Ini adalah prasangka buruk yang selalu menjadi fitnah sejak dulu. Benar adanya bahwa sanksi-sanksi yang disebutkan itu adalah Syariat Islam. Ia termasuk hukum Hudud (pidana Islam). Namun Hudud bukan satu-satunya aspek Syariat Islam. Bahkan ia salah satu aspek saja. Ajaran Islam itu sangat sempurna. Dalilnya, “Di hari ini telah Aku lengkapkan bagi kalian agama kalian, telah Aku cukupkan bagi kalian nikmat-Ku, dan telah Aku ridhai Islam sebagai agama kalian.” (Al Maa’idah: 3). Tidak mungkin agama yang lengkap, sempurna, dan diridhai Allah isinya hanya “daftar sanksi pidana” saja. Ini adalah fitnah syaitan yang sangat keji. Ajaran Islam meliputi berbagai urusan manusia; sejak adab masuk WC sampai pengangkatan Khalifah; dari urusan larangan ghibah sampai Jihad di medan perang; dari urusan pembagian waris sampai polemik ijtihad; dari urusan doa bersenggama sampai mensucikan jiwa, dan sebagainya. Ajaran Islam itu sangat agung, luas, dan memuaskan batin. Tidak mungkin jika semua keagungan itu dilipat, dibungkus, lalu hanya ditinggalkan sebuah “daftar sanksi pidana” saja. Semua ini adalah hasil kampanye hebat orang-orang kafir untuk menipu akal manusia, sehingga mereka menyangka bahwa Syariat Islam itu hanya berisi “darah” dan kekerasan. Bahkan kalau mau jujur, hukum Hudud itu merupakan aspek punishment (hukuman) dari ajaran Islam. Sementara aspek reward (penghargaan) dalam agama ini sangat luas. Sekedar sebagai catatan, kalau di sebuah masyarakat Islam ada satu orang miskin atau terlantar atau kelaparan. Maka pemimpin di masyarakat itu akan dimintai tanggung-jawabnya di dunia dan Akhirat. Dia akan dituntut karena melalaikan hak seorang warganya. Jangankan manusia, hewan-hewan ternak pun memiliki hak yang harus dipikul oleh pemimpin-pemimpin Islam. Sementara, dalam sistem sekuler, nasib manusia hanya dianggap seperti SAMPAH busuk.

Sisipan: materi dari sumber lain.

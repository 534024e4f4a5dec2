//! ## Layer 1: Primitives
//!
//! Foundational value shapes and constant lookup tables shared by the
//! higher layers. Nothing in this layer computes; it only names things.
//!
//! ```text
//! ┌─────────────────────────────────────────────┐
//! │                 Primitives                  │
//! │  ┌───────────────┐   ┌───────────────────┐  │
//! │  │   position    │   │      tables       │  │
//! │  │  board coords │   │  roman + digit    │  │
//! │  │               │   │  word constants   │  │
//! │  └───────┬───────┘   └─────────┬─────────┘  │
//! └──────────┼─────────────────────┼────────────┘
//!            ▼                     ▼
//!       predicates          conversion layer
//! ```

pub mod position;
pub mod tables;
//! Board coordinates.
//!
//! ## Purpose
//!
//! Provide the coordinate pair used by the board-geometry predicates.
//! A `Position` is a plain value type: two `i32` axes, no invariants
//! enforced at construction.
//!
//! ## Design notes
//!
//! * Signed axes. The chess predicate walks diagonal rays by offsetting
//!   both axes, and signed arithmetic keeps those offsets symmetric
//!   around any square without underflow concerns.
//! * `Copy` semantics. A position is 8 bytes; passing it by value is
//!   cheaper and reads better than borrowing it.

// ============================================================================
// Position
// ============================================================================

/// A coordinate pair on a square board.
///
/// `x` is the column (file) and `y` the row (rank). The type places no
/// bounds on either axis; the predicates that consume it define the board
/// they operate on.
#[derive(Copy, Clone, Debug, PartialEq, Eq)]
pub struct Position {
    /// Column coordinate.
    pub x: i32,
    /// Row coordinate.
    pub y: i32,
}

impl Position {
    /// Creates a position from column and row coordinates.
    #[inline]
    pub const fn new(x: i32, y: i32) -> Self {
        Self { x, y }
    }
}
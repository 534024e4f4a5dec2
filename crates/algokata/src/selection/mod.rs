//! ## Layer 3: Selection
//!
//! Picking elements and indices out of inputs: the largest of several
//! values, the position of a character, or the index that balances a
//! slice around itself.
//!
//! ```text
//!              ┌─────────────────────┐
//!              │      Selection      │
//!              └──────────┬──────────┘
//!              ┌──────────┴──────────┐
//!              ▼                     ▼
//!        ┌──────────┐         ┌───────────┐
//!        │ extrema  │         │  search   │
//!        │ max of 3 │         │ index_of  │
//!        │          │         │ balance   │
//!        └──────────┘         └───────────┘
//! ```

pub mod extrema;
pub mod search;
//! ## Layer 6: Sequence
//!
//! Order-changing transforms over slices and strings: in-place sorting,
//! the repeated odd/even character shuffle, and the next-permutation
//! step over decimal digits.
//!
//! ```text
//!              ┌─────────────────────┐
//!              │      Sequence       │
//!              └──────────┬──────────┘
//!       ┌──────────┬──────┴───────────┐
//!       ▼          ▼                  ▼
//! ┌──────────┐ ┌──────────┐   ┌─────────────┐
//! │ sorting  │ │ shuffle  │   │ permutation │
//! │insertion │ │ odd/even │   │ next bigger │
//! │ in place │ │ + cycle  │   │   number    │
//! └──────────┘ └──────────┘   └─────────────┘
//! ```

pub mod permutation;
pub mod shuffle;
pub mod sorting;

[14] Kalau bicara tentang Islam, bicara saja tentang agama, jangan melebar ke urusan politik! Jadilah dai Islam yang jujur, jangan menjadi politisi yang berkedok dai! Jangan melakukan politisasi agama!

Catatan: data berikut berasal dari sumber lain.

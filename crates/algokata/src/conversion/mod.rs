//! ## Layer 4: Conversion
//!
//! Rendering numbers into written forms: Roman numerals and spelled-out
//! decimal strings. Both conversions walk the constant tables from the
//! primitives layer.
//!
//! ```text
//!              ┌─────────────────────┐
//!              │      Conversion     │
//!              └──────────┬──────────┘
//!              ┌──────────┴──────────┐
//!              ▼                     ▼
//!        ┌──────────┐         ┌───────────┐
//!        │  roman   │         │ spelling  │
//!        │  greedy  │         │ digit to  │
//!        │  table   │         │   word    │
//!        └────┬─────┘         └─────┬─────┘
//!             │                     │
//!             └──────────┬──────────┘
//!                        ▼
//!               primitives::tables
//! ```

pub mod roman;
pub mod spelling;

Orang-orang yang berpandangan seperti ini banyak, baik mereka dari kalangan liberal, sekuler, maupun santri. Mereka selalu mengkaitkan pembicaraan Syariat Islam dengan perebutan kekuasaan (politik praktis). Harus mereka catat dengan baik, peradaban apapun di dunia ini tidak akan tegak, tanpa didukung oleh kekuasaan. Begitu pula dengan ajaran Islam. Tidak pernah ada peradaban Islam, tanpa kekuasaan yang melindunginya. Sebagai perbandingan, ideologi Komunis saja ditegakkan dengan pengorbanan jutaan nyawa para pendukungnya. Nabi Saw menjadi sebaik-baik qudwah (teladan). Beliau melindungi Islam dengan membangun Sistem Islami di Madinah Munawwarah. Beliau menjadi Imam kaum Muslimin. Beliau berdarah-darah dalam mempertahankan Sistem Islam. Warisan ajaran beliau lalu dilanjutkan para Khulafaur Rasyidin Ra. dan imam-imam kaum Muslimin selanjutnya. Kalau kita bicara Syariat Islam, lalu dituduh sebagai politisi atau dituduh mempolitisasi agama, berarti para penuduh itu tidak mengerti ajaran Islam. Atau dengan kata lain, mereka hendak menuduh Rasulullah Saw dan para Shahabat Ra. sebagai politisi atau tukang mempolitisasi agama. Na’udzubillah min dzalik.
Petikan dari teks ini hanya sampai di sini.